Write out every entry in full. Leave nothing out.

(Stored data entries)
━━━━━━
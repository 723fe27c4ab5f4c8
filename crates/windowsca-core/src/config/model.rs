//! Decoded provider configuration

use serde_json::Value;

use crate::types::{AttributePath, AttributeValue, CredentialField, Diagnostic, Diagnostics};

use super::schema::provider_schema;

/// String Terraform substitutes for values that are not known until apply
pub const UNKNOWN_VALUE: &str = "74D93920-ED26-11E3-AC10-0800200C9A66";

/// The provider block as declared by the practitioner
#[derive(Clone, Default, PartialEq, Eq)]
pub struct ProviderConfig {
    pub winrm_hostname: AttributeValue,
    pub winrm_username: AttributeValue,
    pub winrm_password: AttributeValue,
}

impl ProviderConfig {
    pub fn new(
        winrm_hostname: AttributeValue,
        winrm_username: AttributeValue,
        winrm_password: AttributeValue,
    ) -> Self {
        Self {
            winrm_hostname,
            winrm_username,
            winrm_password,
        }
    }

    pub fn get(&self, field: CredentialField) -> &AttributeValue {
        match field {
            CredentialField::Hostname => &self.winrm_hostname,
            CredentialField::Username => &self.winrm_username,
            CredentialField::Password => &self.winrm_password,
        }
    }

    fn slot_mut(&mut self, field: CredentialField) -> &mut AttributeValue {
        match field {
            CredentialField::Hostname => &mut self.winrm_hostname,
            CredentialField::Username => &mut self.winrm_username,
            CredentialField::Password => &mut self.winrm_password,
        }
    }

    /// Builder-style setter
    pub fn with(mut self, field: CredentialField, value: AttributeValue) -> Self {
        *self.slot_mut(field) = value;
        self
    }

    /// Decode the configuration object sent by the host
    ///
    /// Every problem in the document is reported, not just the first.
    pub fn from_value(value: &Value) -> Result<Self, Diagnostics> {
        let object = match value {
            Value::Null => return Ok(Self::default()),
            Value::Object(object) => object,
            other => {
                return Err(Diagnostics::from(Diagnostic::error(
                    "Invalid Provider Configuration",
                    format!(
                        "The provider configuration must be an object, got {}.",
                        json_kind(other)
                    ),
                )));
            }
        };

        let mut config = Self::default();
        let mut diags = Diagnostics::new();

        for field in CredentialField::ALL {
            let Some(raw) = object.get(field.attribute_name()) else {
                continue;
            };
            match raw {
                Value::Null => {}
                Value::String(s) if s == UNKNOWN_VALUE => {
                    *config.slot_mut(field) = AttributeValue::Unknown;
                }
                Value::String(s) => {
                    *config.slot_mut(field) = AttributeValue::Set(s.clone());
                }
                other => {
                    diags.add_attribute_error(
                        AttributePath::root(field.attribute_name()),
                        "Invalid Attribute Type",
                        format!(
                            "The {} attribute must be a string, got {}.",
                            field.attribute_name(),
                            json_kind(other)
                        ),
                    );
                }
            }
        }

        for key in object.keys() {
            if CredentialField::from_attribute_name(key).is_none() {
                diags.add_attribute_error(
                    AttributePath::root(key.as_str()),
                    "Unsupported Argument",
                    format!(
                        "An argument named \"{}\" is not expected here. Supported arguments: {}.",
                        key,
                        supported_arguments()
                    ),
                );
            }
        }

        diags.into_result().map(|()| config)
    }
}

impl std::fmt::Debug for ProviderConfig {
    fn fmt(&self, f: &mut std::fmt::Formatter<'_>) -> std::fmt::Result {
        let password: &dyn std::fmt::Debug = match &self.winrm_password {
            AttributeValue::Set(_) => &"[REDACTED]",
            other => other,
        };
        f.debug_struct("ProviderConfig")
            .field("winrm_hostname", &self.winrm_hostname)
            .field("winrm_username", &self.winrm_username)
            .field("winrm_password", password)
            .finish()
    }
}

fn supported_arguments() -> String {
    provider_schema()
        .attributes
        .keys()
        .map(String::as_str)
        .collect::<Vec<_>>()
        .join(", ")
}

fn json_kind(value: &Value) -> &'static str {
    match value {
        Value::Null => "null",
        Value::Bool(_) => "bool",
        Value::Number(_) => "number",
        Value::String(_) => "string",
        Value::Array(_) => "list",
        Value::Object(_) => "object",
    }
}

#[cfg(test)]
mod tests {
    use super::*;
    use serde_json::json;

    #[test]
    fn test_decode_states() {
        let config = ProviderConfig::from_value(&json!({
            "winrm_hostname": "ca01",
            "winrm_username": null,
            "winrm_password": UNKNOWN_VALUE,
        }))
        .unwrap();

        assert_eq!(config.winrm_hostname, AttributeValue::set("ca01"));
        assert_eq!(config.winrm_username, AttributeValue::Null);
        assert_eq!(config.winrm_password, AttributeValue::Unknown);
    }

    #[test]
    fn test_decode_missing_keys_are_null() {
        let config = ProviderConfig::from_value(&json!({})).unwrap();
        assert_eq!(config, ProviderConfig::default());

        let config = ProviderConfig::from_value(&Value::Null).unwrap();
        assert_eq!(config, ProviderConfig::default());
    }

    #[test]
    fn test_decode_keeps_empty_string() {
        let config = ProviderConfig::from_value(&json!({ "winrm_username": "" })).unwrap();
        assert_eq!(config.winrm_username, AttributeValue::set(""));
    }

    #[test]
    fn test_decode_accumulates_errors() {
        let diags = ProviderConfig::from_value(&json!({
            "winrm_hostname": 42,
            "winrm_password": ["a"],
            "winrm_port": "5986",
        }))
        .unwrap_err();

        assert_eq!(diags.error_count(), 3);
        let port = &diags.as_slice()[2];
        assert!(port.detail.contains("winrm_hostname"));
    }

    #[test]
    fn test_decode_errors_follow_field_order() {
        // Map keys sort as aaa_extra < winrm_hostname < winrm_password < winrm_username
        let diags = ProviderConfig::from_value(&json!({
            "aaa_extra": true,
            "winrm_username": false,
            "winrm_password": ["a"],
            "winrm_hostname": 42,
            "winrm_port": "5986",
        }))
        .unwrap_err();

        let got: Vec<_> = diags
            .iter()
            .map(|d| (d.summary.as_str(), d.path.clone()))
            .collect();
        assert_eq!(
            got,
            vec![
                ("Invalid Attribute Type", Some(AttributePath::root("winrm_hostname"))),
                ("Invalid Attribute Type", Some(AttributePath::root("winrm_username"))),
                ("Invalid Attribute Type", Some(AttributePath::root("winrm_password"))),
                ("Unsupported Argument", Some(AttributePath::root("aaa_extra"))),
                ("Unsupported Argument", Some(AttributePath::root("winrm_port"))),
            ]
        );
    }

    #[test]
    fn test_debug_redacts_password() {
        let config = ProviderConfig::default()
            .with(CredentialField::Hostname, AttributeValue::set("ca01"))
            .with(CredentialField::Password, AttributeValue::set("hunter2"));
        let rendered = format!("{:?}", config);
        assert!(!rendered.contains("hunter2"));
        assert!(rendered.contains("[REDACTED]"));
        assert!(rendered.contains("ca01"));

        let unknown = ProviderConfig::default().with(CredentialField::Password, AttributeValue::Unknown);
        assert!(format!("{:?}", unknown).contains("Unknown"));
    }

    #[test]
    fn test_decode_rejects_non_object() {
        let diags = ProviderConfig::from_value(&json!("ca01")).unwrap_err();
        assert_eq!(diags.len(), 1);
        assert!(diags.as_slice()[0].detail.contains("got string"));
    }

    #[test]
    fn test_type_error_does_not_echo_value() {
        let diags = ProviderConfig::from_value(&json!({ "winrm_password": 123456 })).unwrap_err();
        assert!(!diags.to_string().contains("123456"));
    }
}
━━━━━━
▸ Answer area
repository 723fe27c4ab5f4c8
filename crates/windowsca-core/src/config/model.rs
//! Decoded provider configuration

use serde_json::Value;

use crate::types::{AttributePath, AttributeValue, CredentialField, Diagnostic, Diagnostics};

use super::schema::provider_schema;

/// String Terraform substitutes for values that are not known until apply
pub const UNKNOWN_VALUE: &str = "74D93920-ED26-11E3-AC10-0800200C9A66";

/// The provider block as declared by the practitioner
#[derive(Clone, Default, PartialEq, Eq)]
pub struct ProviderConfig {
    pub winrm_hostname: AttributeValue,
    pub winrm_username: AttributeValue,
    pub winrm_password: AttributeValue,
}

impl ProviderConfig {
    pub fn new(
        winrm_hostname: AttributeValue,
        winrm_username: AttributeValue,
        winrm_password: AttributeValue,
    ) -> Self {
        Self {
            winrm_hostname,
            winrm_username,
            winrm_password,
        }
    }

    pub fn get(&self, field: CredentialField) -> &AttributeValue {
        match field {
            CredentialField::Hostname => &self.winrm_hostname,
            CredentialField::Username => &self.winrm_username,
            CredentialField::Password => &self.winrm_password,
        }
    }

    fn slot_mut(&mut self, field: CredentialField) -> &mut AttributeValue {
        match field {
            CredentialField::Hostname => &mut self.winrm_hostname,
            CredentialField::Username => &mut self.winrm_username,
            CredentialField::Password => &mut self.winrm_password,
        }
    }

    /// Builder-style setter
    pub fn with(mut self, field: CredentialField, value: AttributeValue) -> Self {
        *self.slot_mut(field) = value;
        self
    }

    /// Decode the configuration object sent by the host
    ///
    /// Every problem in the document is reported, not just the first.
    pub fn from_value(value: &Value) -> Result<Self, Diagnostics> {
        let object = match value {
            Value::Null => return Ok(Self::default()),
            Value::Object(object) => object,
            other => {
                return Err(Diagnostics::from(Diagnostic::error(
                    "Invalid Provider Configuration",
                    format!(
                        "The provider configuration must be an object, got {}.",
                        json_kind(other)
                    ),
                )));
            }
        };

        let mut config = Self::default();
        let mut diags = Diagnostics::new();

        for field in CredentialField::ALL {
            let Some(raw) = object.get(field.attribute_name()) else {
                continue;
            };
            match raw {
                Value::Null => {}
                Value::String(s) if s == UNKNOWN_VALUE => {
                    *config.slot_mut(field) = AttributeValue::Unknown;
                }
                Value::String(s) => {
                    *config.slot_mut(field) = AttributeValue::Set(s.clone());
                }
                other => {
                    diags.add_attribute_error(
                        AttributePath::root(field.attribute_name()),
                        "Invalid Attribute Type",
                        format!(
                            "The {} attribute must be a string, got {}.",
                            field.attribute_name(),
                            json_kind(other)
                        ),
                    );
                }
            }
        }

        for key in object.keys() {
            if CredentialField::from_attribute_name(key).is_none() {
                diags.add_attribute_error(
                    AttributePath::root(key.as_str()),
                    "Unsupported Argument",
                    format!(
                        "An argument named \"{}\" is not expected here. Supported arguments: {}.",
                        key,
                        supported_arguments()
                    ),
                );
            }
        }

        diags.into_result().map(|()| config)
    }
}

impl std::fmt::Debug for ProviderConfig {
    fn fmt(&self, f: &mut std::fmt::Formatter<'_>) -> std::fmt::Result {
        let password: &dyn std::fmt::Debug = match &self.winrm_password {
            AttributeValue::Set(_) => &"[REDACTED]",
            other => other,
        };
        f.debug_struct("ProviderConfig")
            .field("winrm_hostname", &self.winrm_hostname)
            .field("winrm_username", &self.winrm_username)
            .field("winrm_password", password)
            .finish()
    }
}

fn supported_arguments() -> String {
    provider_schema()
        .attributes
        .keys()
        .map(String::as_str)
        .collect::<Vec<_>>()
        .join(", ")
}

fn json_kind(value: &Value) -> &'static str {
    match value {
        Value::Null => "null",
        Value::Bool(_) => "bool",
        Value::Number(_) => "number",
        Value::String(_) => "string",
        Value::Array(_) => "list",
        Value::Object(_) => "object",
    }
}

#[cfg(test)]
mod tests {
    use super::*;
    use serde_json::json;

    #[test]
    fn test_decode_states() {
        let config = ProviderConfig::from_value(&json!({
            "winrm_hostname": "ca01",
            "winrm_username": null,
            "winrm_password": UNKNOWN_VALUE,
        }))
        .unwrap();

        assert_eq!(config.winrm_hostname, AttributeValue::set("ca01"));
        assert_eq!(config.winrm_username, AttributeValue::Null);
        assert_eq!(config.winrm_password, AttributeValue::Unknown);
    }

    #[test]
    fn test_decode_missing_keys_are_null() {
        let config = ProviderConfig::from_value(&json!({})).unwrap();
        assert_eq!(config, ProviderConfig::default());

        let config = ProviderConfig::from_value(&Value::Null).unwrap();
        assert_eq!(config, ProviderConfig::default());
    }

    #[test]
    fn test_decode_keeps_empty_string() {
        let config = ProviderConfig::from_value(&json!({ "winrm_username": "" })).unwrap();
        assert_eq!(config.winrm_username, AttributeValue::set(""));
    }

    #[test]
    fn test_decode_accumulates_errors() {
        let diags = ProviderConfig::from_value(&json!({
            "winrm_hostname": 42,
            "winrm_password": ["a"],
            "winrm_port": "5986",
        }))
        .unwrap_err();

        assert_eq!(diags.error_count(), 3);
        let port = &diags.as_slice()[2];
        assert!(port.detail.contains("winrm_hostname"));
    }

    #[test]
    fn test_decode_errors_follow_field_order() {
        // Map keys sort as aaa_extra < winrm_hostname < winrm_password < winrm_username
        let diags = ProviderConfig::from_value(&json!({
            "aaa_extra": true,
            "winrm_username": false,
            "winrm_password": ["a"],
            "winrm_hostname": 42,
            "winrm_port": "5986",
        }))
        .unwrap_err();

        let got: Vec<_> = diags
            .iter()
            .map(|d| (d.summary.as_str(), d.path.clone()))
            .collect();
        assert_eq!(
            got,
            vec![
                ("Invalid Attribute Type", Some(AttributePath::root("winrm_hostname"))),
                ("Invalid Attribute Type", Some(AttributePath::root("winrm_username"))),
                ("Invalid Attribute Type", Some(AttributePath::root("winrm_password"))),
                ("Unsupported Argument", Some(AttributePath::root("aaa_extra"))),
                ("Unsupported Argument", Some(AttributePath::root("winrm_port"))),
            ]
        );
    }

    #[test]
    fn test_debug_redacts_password() {
        let config = ProviderConfig::default()
            .with(CredentialField::Hostname, AttributeValue::set("ca01"))
            .with(CredentialField::Password, AttributeValue::set("hunter2"));
        let rendered = format!("{:?}", config);
        assert!(!rendered.contains("hunter2"));
        assert!(rendered.contains("[REDACTED]"));
        assert!(rendered.contains("ca01"));

        let unknown = ProviderConfig::default().with(CredentialField::Password, AttributeValue::Unknown);
        assert!(format!("{:?}", unknown).contains("Unknown"));
    }

    #[test]
    fn test_decode_rejects_non_object() {
        let diags = ProviderConfig::from_value(&json!("ca01")).unwrap_err();
        assert_eq!(diags.len(), 1);
        assert!(diags.as_slice()[0].detail.contains("got string"));
    }

    #[test]
    fn test_type_error_does_not_echo_value() {
        let diags = ProviderConfig::from_value(&json!({ "winrm_password": 123456 })).unwrap_err();
        assert!(!diags.to_string().contains("123456"));
    }
}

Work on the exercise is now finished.